The furler may be movable along the shaft to at least partially
cover the mesh when the mesh is positioned within the split portion
of the shaft. The furler may have an elongated configuration and a
longitudinal slit extending along a length thereof. The
longitudinal slit of the furler may be configured to receive the
mesh when the mesh is supported on the split portion of the
shaft.
The furler may include a tapered-down distal end defined by a
v-shaped opening. The furler may include a flared proximal end
having a conical configuration. The furler may include a medial
portion having a tabbed cut-out defined by three side walls and a
living hinge. The tabbed cut-out may be depressible to reduce the
diameter of the lumen of the furler and apply the radial force to
the mesh as the mesh is being wound.
The furler may include a pair of tension tabs extending radially
from a center of the furler. Alternatively, the furler may include
a pair of tension tabs extending tangentially from a center of the
furler.
The shaft of the introducer may include an articulating portion
positioned proximally in relation to the split portion. The
endoscopic system may also include a sheath which is movable along
the shaft and slidable within the furler.

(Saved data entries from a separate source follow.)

use pdf_crop::{Opacity, PaneSource, compositor};
use pdf_crop_runtime::{Bitmap, CropUpdate, DocumentId};
use std::sync::Arc;
use tokio::sync::mpsc;

use super::document::{DocumentStore, send_missing};

pub async fn handle_compose(
    doc_id: DocumentId,
    source: PaneSource,
    pages: Vec<usize>,
    opacity: Opacity,
    store: &DocumentStore,
    update_tx: &mpsc::UnboundedSender<CropUpdate>,
) {
    let Some(doc) = store.get(doc_id) else {
        send_missing(doc_id, update_tx);
        return;
    };

    let renders = Arc::clone(&doc.renders);
    let canvas = doc.canvas();

    let result = tokio::task::spawn_blocking(move || match source {
        PaneSource::Composite(_) => {
            let selected: Vec<_> = pages.iter().filter_map(|&i| renders.get(i)).collect();
            Some(compositor::compose_on(canvas, &selected, opacity))
        }
        PaneSource::Page(index) => renders.get(index).cloned(),
    })
    .await;

    match result {
        Ok(Some(image)) => {
            log::debug!(
                "Composed {:?} at {}x{}",
                source,
                image.width(),
                image.height()
            );
            let _ = update_tx.send(CropUpdate::OverlayComposed {
                doc_id,
                source,
                image: Bitmap {
                    width: image.width() as usize,
                    height: image.height() as usize,
                    rgba_data: image.into_raw(),
                },
            });
        }
        Ok(None) => {
            let _ = update_tx.send(CropUpdate::Error {
                message: format!("Nothing to show for {:?}", source),
            });
        }
        Err(e) => {
            let _ = update_tx.send(CropUpdate::Error {
                message: format!("Task join error: {}", e),
            });
        }
    }
}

Another aspect of the present disclosure provides a method that
utilizes the endoscopic system for inserting a mesh into an
abdominal cavity of a patient. The mesh is, initially, positioned
through the split portion of the shaft. The furler, is then
positioned over the split portion of the shaft to at least
partially cover the mesh. Thereafter, one of the furler and shaft
is rotated with respect to the other to wind the mesh inside the
furler. A radial force is applied to the mesh, by reducing the
diameter of the furler, as the mesh is being wound in the
furler.
The furler including the wound mesh may then be inserted through an
access opening in a patient. Further, the shaft may be pushed
distally in relation to the access opening to engage a proximal end
of the furler with the access opening to position the mesh into the
abdominal cavity of a patient and unwind the mesh.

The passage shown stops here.